[Exercise] Quote the listing below in its entirety.

[Entries shown]

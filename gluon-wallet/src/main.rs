//! Gluon Wallet CLI
//!
//! Inspect the Gluon reserve and build fission, fusion and transmutation
//! transactions for an external signer.

use anyhow::{anyhow, Result};
use clap::{Parser, Subcommand};
use std::path::PathBuf;
use tracing_subscriber::{layer::SubscriberExt, util::SubscriberInitExt};

use gluon_wallet::{
    commands::{self, build::InputSource, OperationKind},
    config::default_config_path,
};

#[derive(Parser)]
#[command(name = "gluon-wallet")]
#[command(about = "Gluon reserve protocol wallet")]
#[command(version)]
struct Cli {
    /// Enable verbose logging
    #[arg(short, long, global = true)]
    verbose: bool,

    /// Custom config file path
    #[arg(short, long, global = true)]
    config: Option<PathBuf>,

    #[command(subcommand)]
    command: Commands,
}

#[derive(Subcommand)]
enum Commands {
    /// Write a config file skeleton
    Init {
        /// Node URL, e.g. http://127.0.0.1:9053
        #[arg(long)]
        node: String,

        /// Overwrite an existing config
        #[arg(long)]
        force: bool,
    },

    /// Show prices, reserve ratios and transmutation volume
    Status,

    /// Preview an operation without building it
    Quote {
        #[arg(value_enum)]
        operation: OperationKind,

        /// Amount in whole units (ERG for fission and fusion, the token given
        /// up for transmutations)
        amount: String,
    },

    /// Build an unsigned EIP-12 transaction
    Build {
        #[arg(value_enum)]
        operation: OperationKind,

        /// Amount in whole units
        amount: String,

        /// Box ids to spend, in order; change returns to the first
        #[arg(long = "box", conflicts_with = "address")]
        boxes: Vec<String>,

        /// Spend unspent boxes of this address
        #[arg(long)]
        address: Option<String>,

        /// Write the transaction here instead of stdout
        #[arg(short, long)]
        output: Option<PathBuf>,
    },

    /// Submit a signed transaction
    Submit {
        /// Signed transaction JSON file
        file: PathBuf,
    },
}

#[tokio::main]
async fn main() -> Result<()> {
    let cli = Cli::parse();

    // Logs go to stderr so built transactions can be piped
    let filter = if cli.verbose { "debug" } else { "info" };
    tracing_subscriber::registry()
        .with(
            tracing_subscriber::EnvFilter::try_from_default_env().unwrap_or_else(|_| filter.into()),
        )
        .with(
            tracing_subscriber::fmt::layer()
                .with_target(false)
                .with_writer(std::io::stderr),
        )
        .init();

    let config_path = match cli.config {
        Some(path) => path,
        None => default_config_path().ok_or_else(|| anyhow!("Could not find home directory"))?,
    };

    match cli.command {
        Commands::Init { node, force } => commands::init::run(&config_path, &node, force),
        Commands::Status => commands::status::run(&config_path).await,
        Commands::Quote { operation, amount } => {
            commands::quote::run(&config_path, operation, &amount).await
        }
        Commands::Build {
            operation,
            amount,
            boxes,
            address,
            output,
        } => {
            let source = match address {
                Some(address) => InputSource::Address(address),
                None if !boxes.is_empty() => InputSource::Boxes(boxes),
                None => return Err(anyhow!("Pass --box <id> or --address <address>")),
            };
            commands::build::run(&config_path, operation, &amount, source, output.as_deref())
                .await
        }
        Commands::Submit { file } => commands::submit::run(&config_path, &file).await,
    }
}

[Solution for this task]
filename gluon-wallet/src/main.rs
//! Gluon Wallet CLI
//!
//! Inspect the Gluon reserve and build fission, fusion and transmutation
//! transactions for an external signer.

use anyhow::{anyhow, Result};
use clap::{Parser, Subcommand};
use std::path::PathBuf;
use tracing_subscriber::{layer::SubscriberExt, util::SubscriberInitExt};

use gluon_wallet::{
    commands::{self, build::InputSource, OperationKind},
    config::default_config_path,
};

#[derive(Parser)]
#[command(name = "gluon-wallet")]
#[command(about = "Gluon reserve protocol wallet")]
#[command(version)]
struct Cli {
    /// Enable verbose logging
    #[arg(short, long, global = true)]
    verbose: bool,

    /// Custom config file path
    #[arg(short, long, global = true)]
    config: Option<PathBuf>,

    #[command(subcommand)]
    command: Commands,
}

#[derive(Subcommand)]
enum Commands {
    /// Write a config file skeleton
    Init {
        /// Node URL, e.g. http://127.0.0.1:9053
        #[arg(long)]
        node: String,

        /// Overwrite an existing config
        #[arg(long)]
        force: bool,
    },

    /// Show prices, reserve ratios and transmutation volume
    Status,

    /// Preview an operation without building it
    Quote {
        #[arg(value_enum)]
        operation: OperationKind,

        /// Amount in whole units (ERG for fission and fusion, the token given
        /// up for transmutations)
        amount: String,
    },

    /// Build an unsigned EIP-12 transaction
    Build {
        #[arg(value_enum)]
        operation: OperationKind,

        /// Amount in whole units
        amount: String,

        /// Box ids to spend, in order; change returns to the first
        #[arg(long = "box", conflicts_with = "address")]
        boxes: Vec<String>,

        /// Spend unspent boxes of this address
        #[arg(long)]
        address: Option<String>,

        /// Write the transaction here instead of stdout
        #[arg(short, long)]
        output: Option<PathBuf>,
    },

    /// Submit a signed transaction
    Submit {
        /// Signed transaction JSON file
        file: PathBuf,
    },
}

#[tokio::main]
async fn main() -> Result<()> {
    let cli = Cli::parse();

    // Logs go to stderr so built transactions can be piped
    let filter = if cli.verbose { "debug" } else { "info" };
    tracing_subscriber::registry()
        .with(
            tracing_subscriber::EnvFilter::try_from_default_env().unwrap_or_else(|_| filter.into()),
        )
        .with(
            tracing_subscriber::fmt::layer()
                .with_target(false)
                .with_writer(std::io::stderr),
        )
        .init();

    let config_path = match cli.config {
        Some(path) => path,
        None => default_config_path().ok_or_else(|| anyhow!("Could not find home directory"))?,
    };

    match cli.command {
        Commands::Init { node, force } => commands::init::run(&config_path, &node, force),
        Commands::Status => commands::status::run(&config_path).await,
        Commands::Quote { operation, amount } => {
            commands::quote::run(&config_path, operation, &amount).await
        }
        Commands::Build {
            operation,
            amount,
            boxes,
            address,
            output,
        } => {
            let source = match address {
                Some(address) => InputSource::Address(address),
                None if !boxes.is_empty() => InputSource::Boxes(boxes),
                None => return Err(anyhow!("Pass --box <id> or --address <address>")),
            };
            commands::build::run(&config_path, operation, &amount, source, output.as_deref())
                .await
        }
        Commands::Submit { file } => commands::submit::run(&config_path, &file).await,
    }
}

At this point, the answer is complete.